* **WHAT THE EXERCISE ASKS**: From the data below, return all lines holding the string "time".
### EXERCISE INPUTS ###
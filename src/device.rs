//! Device handles and backend discovery
//!
//! A [`Device`] is anything that exposes a property tree. Devices are created
//! by a [`DeviceRegistry`], which asks each registered [`DeviceBackend`] to
//! find devices matching a [`DeviceAddr`] hint and then constructs one.

use std::fmt;
use std::path::Path;
use std::sync::Arc;

use tracing::debug;

use crate::device_addr::DeviceAddr;
use crate::error::{ClockError, Result};
use crate::property_tree::{JsonPropertyTree, PropertyTree};

/// Which family of device a backend produces
#[derive(Debug, Clone, Copy, PartialEq, Eq, Hash)]
pub enum DeviceKind {
    /// Radio peripheral
    Usrp,
    /// Clock/time reference unit
    Clock,
}

impl fmt::Display for DeviceKind {
    fn fmt(&self, f: &mut fmt::Formatter<'_>) -> fmt::Result {
        match self {
            DeviceKind::Usrp => f.write_str("usrp"),
            DeviceKind::Clock => f.write_str("clock"),
        }
    }
}

/// An opened device
pub trait Device: Send + Sync + fmt::Debug {
    /// Root of the device's property tree
    fn get_tree(&self) -> Arc<dyn PropertyTree>;

    fn kind(&self) -> DeviceKind;
}

/// A way of finding and opening devices of one kind
pub trait DeviceBackend: Send + Sync {
    /// Short name matched against the `type` key of a hint
    fn name(&self) -> &str;

    fn kind(&self) -> DeviceKind;

    /// Addresses of all devices matching `hint`
    fn find(&self, hint: &DeviceAddr) -> Vec<DeviceAddr>;

    /// Open the device at a fully resolved address
    fn make(&self, addr: &DeviceAddr) -> Result<Arc<dyn Device>>;
}

/// Ordered set of device backends
pub struct DeviceRegistry {
    backends: Vec<Box<dyn DeviceBackend>>,
}

impl DeviceRegistry {
    /// Registry with no backends
    pub fn empty() -> Self {
        Self {
            backends: Vec::new(),
        }
    }

    pub fn register(&mut self, backend: impl DeviceBackend + 'static) {
        self.backends.push(Box::new(backend));
    }

    /// Builder-style `register`
    pub fn with_backend(mut self, backend: impl DeviceBackend + 'static) -> Self {
        self.register(backend);
        self
    }

    /// All devices of `kind` matching `hint`, in backend registration order
    pub fn find(&self, hint: &DeviceAddr, kind: DeviceKind) -> Vec<DeviceAddr> {
        self.matches(hint, kind)
            .into_iter()
            .map(|(_, addr)| addr)
            .collect()
    }

    /// Open one device of `kind` matching `hint`
    ///
    /// When several devices match, the `which` key selects among them
    /// (zero-based, default 0).
    pub fn make(&self, hint: &DeviceAddr, kind: DeviceKind) -> Result<Arc<dyn Device>> {
        let which: usize = hint.get_or("which", "0").parse().map_err(|_| {
            ClockError::InvalidDeviceAddr(format!(
                "which={:?} is not an index",
                hint.get_or("which", "")
            ))
        })?;

        let mut matches = self.matches(hint, kind);
        if matches.is_empty() {
            return Err(ClockError::NoDeviceFound(hint.to_pp_string()));
        }
        if which >= matches.len() {
            return Err(ClockError::InvalidDeviceAddr(format!(
                "which={} but only {} device(s) found",
                which,
                matches.len()
            )));
        }

        let (backend, addr) = matches.swap_remove(which);
        debug!(backend = backend.name(), %addr, "opening {} device", kind);
        backend.make(&addr)
    }

    fn matches(
        &self,
        hint: &DeviceAddr,
        kind: DeviceKind,
    ) -> Vec<(&dyn DeviceBackend, DeviceAddr)> {
        let wanted_type = hint.get("type");

        self.backends
            .iter()
            .filter(|backend| backend.kind() == kind)
            .filter(|backend| wanted_type.is_none_or(|t| t == backend.name()))
            .flat_map(|backend| {
                backend
                    .find(hint)
                    .into_iter()
                    .map(move |addr| (&**backend, addr))
            })
            .collect()
    }
}

impl Default for DeviceRegistry {
    fn default() -> Self {
        Self::empty().with_backend(SnapshotBackend::new(DeviceKind::Clock))
    }
}

impl fmt::Debug for DeviceRegistry {
    fn fmt(&self, f: &mut fmt::Formatter<'_>) -> fmt::Result {
        f.debug_list()
            .entries(self.backends.iter().map(|b| (b.name(), b.kind())))
            .finish()
    }
}

/// Device wrapping an already populated property tree
#[derive(Debug, Clone)]
pub struct TreeDevice {
    kind: DeviceKind,
    tree: Arc<dyn PropertyTree>,
}

impl TreeDevice {
    pub fn new(kind: DeviceKind, tree: Arc<dyn PropertyTree>) -> Self {
        Self { kind, tree }
    }

    /// Clock device over `tree`
    pub fn clock(tree: impl PropertyTree + 'static) -> Self {
        Self::new(DeviceKind::Clock, Arc::new(tree))
    }
}

impl Device for TreeDevice {
    fn get_tree(&self) -> Arc<dyn PropertyTree> {
        Arc::clone(&self.tree)
    }

    fn kind(&self) -> DeviceKind {
        self.kind
    }
}

/// Opens devices from property tree snapshots on disk
///
/// Address form: `type=snapshot,file=<path>`. JSON by default, CBOR when the
/// file ends in `.cbor`.
#[derive(Debug, Clone)]
pub struct SnapshotBackend {
    kind: DeviceKind,
}

impl SnapshotBackend {
    pub const NAME: &'static str = "snapshot";

    pub fn new(kind: DeviceKind) -> Self {
        Self { kind }
    }
}

impl DeviceBackend for SnapshotBackend {
    fn name(&self) -> &str {
        Self::NAME
    }

    fn kind(&self) -> DeviceKind {
        self.kind
    }

    fn find(&self, hint: &DeviceAddr) -> Vec<DeviceAddr> {
        match hint.get("file") {
            Some(file) if Path::new(file).is_file() => {
                let mut addr = DeviceAddr::new().with("type", Self::NAME).with("file", file);
                for (key, value) in hint.iter() {
                    if key != "which" && !addr.contains(key) {
                        addr.insert(key, value);
                    }
                }
                vec![addr]
            }
            _ => Vec::new(),
        }
    }

    fn make(&self, addr: &DeviceAddr) -> Result<Arc<dyn Device>> {
        let file = addr
            .get("file")
            .ok_or_else(|| ClockError::InvalidDeviceAddr("snapshot requires file=".into()))?;

        let tree = JsonPropertyTree::load(file)?;
        Ok(Arc::new(TreeDevice::new(self.kind, Arc::new(tree))))
    }
}

#[cfg(test)]
mod tests {
    use super::*;
    use std::io::Write;

    const SAMPLE_TREE: &str = r#"{"mboards": {"0": {"time": 12}}}"#;

    fn snapshot_file(contents: &str) -> tempfile::NamedTempFile {
        let mut file = tempfile::Builder::new().suffix(".json").tempfile().unwrap();
        file.write_all(contents.as_bytes()).unwrap();
        file
    }

    #[test]
    fn test_make_snapshot_device() {
        let file = snapshot_file(SAMPLE_TREE);
        let hint = DeviceAddr::new().with("file", file.path().to_string_lossy());

        let device = DeviceRegistry::default()
            .make(&hint, DeviceKind::Clock)
            .unwrap();

        assert_eq!(device.kind(), DeviceKind::Clock);
        assert_eq!(device.get_tree().list("/mboards"), vec!["0"]);
    }

    #[test]
    fn test_no_device_found() {
        let hint = DeviceAddr::parse("file=/nonexistent/clock.json").unwrap();

        let err = DeviceRegistry::default()
            .make(&hint, DeviceKind::Clock)
            .unwrap_err();
        assert!(matches!(err, ClockError::NoDeviceFound(_)));
    }

    #[test]
    fn test_kind_filter() {
        let file = snapshot_file(SAMPLE_TREE);
        let hint = DeviceAddr::new().with("file", file.path().to_string_lossy());

        let registry = DeviceRegistry::default();
        assert_eq!(registry.find(&hint, DeviceKind::Clock).len(), 1);
        assert!(registry.find(&hint, DeviceKind::Usrp).is_empty());
    }

    #[test]
    fn test_type_filter() {
        let file = snapshot_file(SAMPLE_TREE);
        let hint = DeviceAddr::new()
            .with("type", "octoclock")
            .with("file", file.path().to_string_lossy());

        assert!(DeviceRegistry::default().find(&hint, DeviceKind::Clock).is_empty());
    }

    #[test]
    fn test_which_selects_device() {
        let first = snapshot_file(r#"{"mboards": {"0": {}}}"#);
        let second = snapshot_file(r#"{"mboards": {"0": {}, "1": {}}}"#);

        let registry = DeviceRegistry::empty()
            .with_backend(FixedBackend(first.path().to_string_lossy().into_owned()))
            .with_backend(FixedBackend(second.path().to_string_lossy().into_owned()));

        let device = registry
            .make(&DeviceAddr::parse("which=1").unwrap(), DeviceKind::Clock)
            .unwrap();
        assert_eq!(device.get_tree().list("/mboards").len(), 2);

        let err = registry
            .make(&DeviceAddr::parse("which=2").unwrap(), DeviceKind::Clock)
            .unwrap_err();
        assert!(matches!(err, ClockError::InvalidDeviceAddr(_)));

        let err = registry
            .make(&DeviceAddr::parse("which=first").unwrap(), DeviceKind::Clock)
            .unwrap_err();
        assert!(matches!(err, ClockError::InvalidDeviceAddr(_)));
    }

    /// Snapshot backend pinned to one file, whatever the hint says
    struct FixedBackend(String);

    impl DeviceBackend for FixedBackend {
        fn name(&self) -> &str {
            "fixed"
        }

        fn kind(&self) -> DeviceKind {
            DeviceKind::Clock
        }

        fn find(&self, _hint: &DeviceAddr) -> Vec<DeviceAddr> {
            vec![DeviceAddr::new().with("type", "fixed").with("file", self.0.as_str())]
        }

        fn make(&self, addr: &DeviceAddr) -> Result<Arc<dyn Device>> {
            SnapshotBackend::new(DeviceKind::Clock).make(addr)
        }
    }
}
###
* **TASK RESULT**:
    /// Clock/time reference unit
    const SAMPLE_TREE: &str = r#"{"mboards": {"0": {"time": 12}}}"#;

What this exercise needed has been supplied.